Regex

Regex Cheat Sheet for Beginners (2026)

May 2, 2026 · 8 min read · Test regex live →

Regular expressions are one of those things every developer knows they should understand but many never fully master. This cheat sheet covers everything from basic character matching to advanced lookaheads — with real-world examples you can test immediately in ToolPry's Regex Tester.

Anchors

Anchors do not match characters — they match positions in a string.

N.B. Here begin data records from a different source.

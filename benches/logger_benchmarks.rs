//! Criterion benchmarks for request_logger

use criterion::{black_box, criterion_group, criterion_main, Criterion, Throughput};
use request_logger::core::template::sprintf;
use request_logger::prelude::*;
use request_logger::split_args;
use std::io;

fn null_logger(level: LogLevel) -> Logger {
    let sink = StructuredSink::builder()
        .level(std::sync::Arc::new(AtomicLevel::new(level)))
        .fixed_field("app_name", "bench")
        .appender(JsonAppender::new(io::sink()))
        .build();
    Logger::from_sink(LogConfig::default(), sink)
}

// ============================================================================
// Message Formatting Benchmarks
// ============================================================================

fn bench_formatting(c: &mut Criterion) {
    let mut group = c.benchmark_group("formatting");
    group.throughput(Throughput::Elements(1));

    let values = [
        FieldValue::from("alice"),
        FieldValue::from(42),
        FieldValue::from(3.5),
    ];
    group.bench_function("sprintf", |b| {
        b.iter(|| sprintf(black_box("user %s id %d score %.2f"), black_box(&values)));
    });

    let args = [
        Arg::from("alice"),
        Arg::from(Field::new("tenant", "acme")),
        Arg::from(42),
        Arg::from(Field::new("admin", true)),
    ];
    group.bench_function("split_args", |b| {
        b.iter(|| split_args(black_box("user %s id %d"), black_box(&args)));
    });

    group.finish();
}

// ============================================================================
// Encoding Benchmarks
// ============================================================================

fn bench_encoding(c: &mut Criterion) {
    let mut group = c.benchmark_group("encoding");
    group.throughput(Throughput::Elements(1));

    let entry = LogEntry::new(LogLevel::Info, "order created").with_fields(vec![
        Field::new("app_name", "bench"),
        Field::new("path", "/v1/orders"),
        Field::new("x-b3-traceid", "463ac35c9f6413ad"),
        Field::new("title", "orders"),
    ]);
    let timestamp = TimestampFormat::default();

    group.bench_function("json", |b| {
        b.iter(|| OutputFormat::Json.format(black_box(&entry), &timestamp));
    });

    group.bench_function("console", |b| {
        b.iter(|| OutputFormat::Console.format(black_box(&entry), &timestamp));
    });

    group.finish();
}

// ============================================================================
// Logging Performance Benchmarks
// ============================================================================

fn bench_logging(c: &mut Criterion) {
    let mut group = c.benchmark_group("logging");
    group.throughput(Throughput::Elements(1));

    let logger = null_logger(LogLevel::Info);
    let request = http::Request::builder()
        .uri("/v1/orders")
        .header("x-b3-traceid", "463ac35c9f6413ad")
        .body(())
        .unwrap();

    group.bench_function("info", |b| {
        b.iter(|| logger.info(black_box("order %s created"), &[Arg::from("A-17")]));
    });

    group.bench_function("info_f_request", |b| {
        b.iter(|| {
            logger.info_f(
                &request,
                "orders",
                black_box("order %s created"),
                &[Arg::from("A-17"), Arg::from(Field::new("items", 3))],
            )
        });
    });

    let filtered = null_logger(LogLevel::Error);
    group.bench_function("filtered_info", |b| {
        b.iter(|| filtered.info(black_box("dropped %d"), &[Arg::from(1)]));
    });

    group.finish();
}

criterion_group!(benches, bench_formatting, bench_encoding, bench_logging);

criterion_main!(benches);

PatternWhat it matchesExample
^Start of string (or line with m flag)^Hello matches "Hello world" but not "Say Hello"
$End of string (or line with m flag)world$ matches "Hello world" but not "world peace"
\bWord boundary\bcat\b matches "cat" but not "catch" or "tomcat"
\BNon-word boundary\Bcat\B matches "scatter" but not "cat"

Character Classes

PatternWhat it matches
.Any character except newline
\dAny digit [0-9]
\DAny non-digit
\wWord character [a-zA-Z0-9_]
\WNon-word character
\sWhitespace (space, tab, newline)
\SNon-whitespace
[abc]Any of a, b, or c
[^abc]Anything except a, b, or c
[a-z]Any lowercase letter
[a-zA-Z]Any letter

Quantifiers

Quantifiers specify how many times a pattern must match. By default they are greedy — they match as much as possible.

QuantifierMeaningExample
*0 or morego* matches "g", "go", "goo", "gooo"
+1 or morego+ matches "go", "goo" but not "g"
?0 or 1 (optional)colou?r matches "color" and "colour"
{n}Exactly n times\d{4} matches "2026" but not "26"
{n,}n or more times\d{2,} matches "12", "123", "1234"
{n,m}Between n and m times\d{2,4} matches "12", "123", "1234"
*?Lazy: 0 or more, as few as possible<.*?> matches one tag at a time
+?Lazy: 1 or more, as few as possible.+? matches the shortest possible string

Greedy vs lazy: <.*> on <b>bold</b> matches the entire string. <.*?> matches only <b>. Add ? after a quantifier to make it lazy.

Groups and Capturing

PatternWhat it does
(abc)Capturing group — captures "abc" for back-reference
(?:abc)Non-capturing group — groups without capturing
(?<name>abc)Named capturing group
\1Back-reference to group 1
\k<name>Back-reference to named group
a|bAlternation — matches a or b

Example: Extract year, month, day from a date

const regex = /(?<year>\d{4})-(?<month>\d{2})-(?<day>\d{2})/;
const match = '2026-05-02'.match(regex);
console.log(match.groups.year);  // "2026"
console.log(match.groups.month); // "05"
console.log(match.groups.day);   // "02"

Lookaheads and Lookbehinds

Lookarounds let you match a pattern only if it is (or is not) followed by or preceded by another pattern — without including that other pattern in the match.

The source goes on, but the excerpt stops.